━━━━━ Given records

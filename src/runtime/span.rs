//! Answer span selection over start/end logits.

use serde::{Deserialize, Serialize};

/// How the answer span is chosen from the two logit vectors
#[derive(Debug, Clone, Copy, Default, PartialEq, Eq, Serialize, Deserialize, clap::ValueEnum)]
#[serde(rename_all = "kebab-case")]
pub enum SpanStrategy {
    /// Argmax of start and argmax of end taken separately.
    /// An end before the start yields no span.
    Independent,
    /// Highest `start[i] + end[j]` with `i <= j`, bounded length, inside the context.
    #[default]
    BestValid,
}

impl SpanStrategy {
    pub fn as_str(&self) -> &'static str {
        match self {
            SpanStrategy::Independent => "independent",
            SpanStrategy::BestValid => "best-valid",
        }
    }
}

/// Per-token start and end scores produced by the network
#[derive(Debug, Clone, PartialEq)]
pub struct SpanLogits {
    pub start: Vec<f32>,
    pub end: Vec<f32>,
}

/// Inclusive token range of the chosen answer
#[derive(Debug, Clone, Copy, PartialEq, Eq)]
pub struct TokenSpan {
    pub start: usize,
    pub end: usize,
}

#[derive(Debug, Clone, Copy)]
pub struct SpanConfig {
    pub strategy: SpanStrategy,
    pub max_answer_len: usize,
}

impl Default for SpanConfig {
    fn default() -> Self {
        Self {
            strategy: SpanStrategy::BestValid,
            max_answer_len: 30,
        }
    }
}

/// Pick the answer span. `in_context[i]` marks tokens belonging to the passage;
/// only `BestValid` consults it.
pub fn select_span(logits: &SpanLogits, in_context: &[bool], config: &SpanConfig) -> Option<TokenSpan> {
    match config.strategy {
        SpanStrategy::Independent => independent_span(logits),
        SpanStrategy::BestValid => best_valid_span(logits, in_context, config.max_answer_len),
    }
}

fn argmax(scores: &[f32]) -> Option<usize> {
    // First index wins on ties.
    scores
        .iter()
        .enumerate()
        .fold(None, |best: Option<(usize, f32)>, (idx, &score)| match best {
            Some((_, top)) if top >= score => best,
            _ => Some((idx, score)),
        })
        .map(|(idx, _)| idx)
}

fn independent_span(logits: &SpanLogits) -> Option<TokenSpan> {
    let start = argmax(&logits.start)?;
    let end = argmax(&logits.end)?;
    if end < start {
        return None;
    }
    Some(TokenSpan { start, end })
}

fn best_valid_span(logits: &SpanLogits, in_context: &[bool], max_answer_len: usize) -> Option<TokenSpan> {
    let len = logits.start.len().min(logits.end.len()).min(in_context.len());
    let mut best: Option<(TokenSpan, f32)> = None;

    for start in (0..len).filter(|&i| in_context[i]) {
        let last = (start + max_answer_len).min(len);
        for end in start..last {
            if !in_context[end] {
                break;
            }
            let score = logits.start[start] + logits.end[end];
            if best.map_or(true, |(_, top)| score > top) {
                best = Some((TokenSpan { start, end }, score));
            }
        }
    }

    best.map(|(span, _)| span)
}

━━━━━━━━━━

The answer should consist of every line above in which "PartialEq" appears.

Final answer:
#[derive(Debug, Clone, Copy, Default, PartialEq, Eq, Serialize, Deserialize, clap::ValueEnum)]
#[derive(Debug, Clone, PartialEq)]
#[derive(Debug, Clone, Copy, PartialEq, Eq)]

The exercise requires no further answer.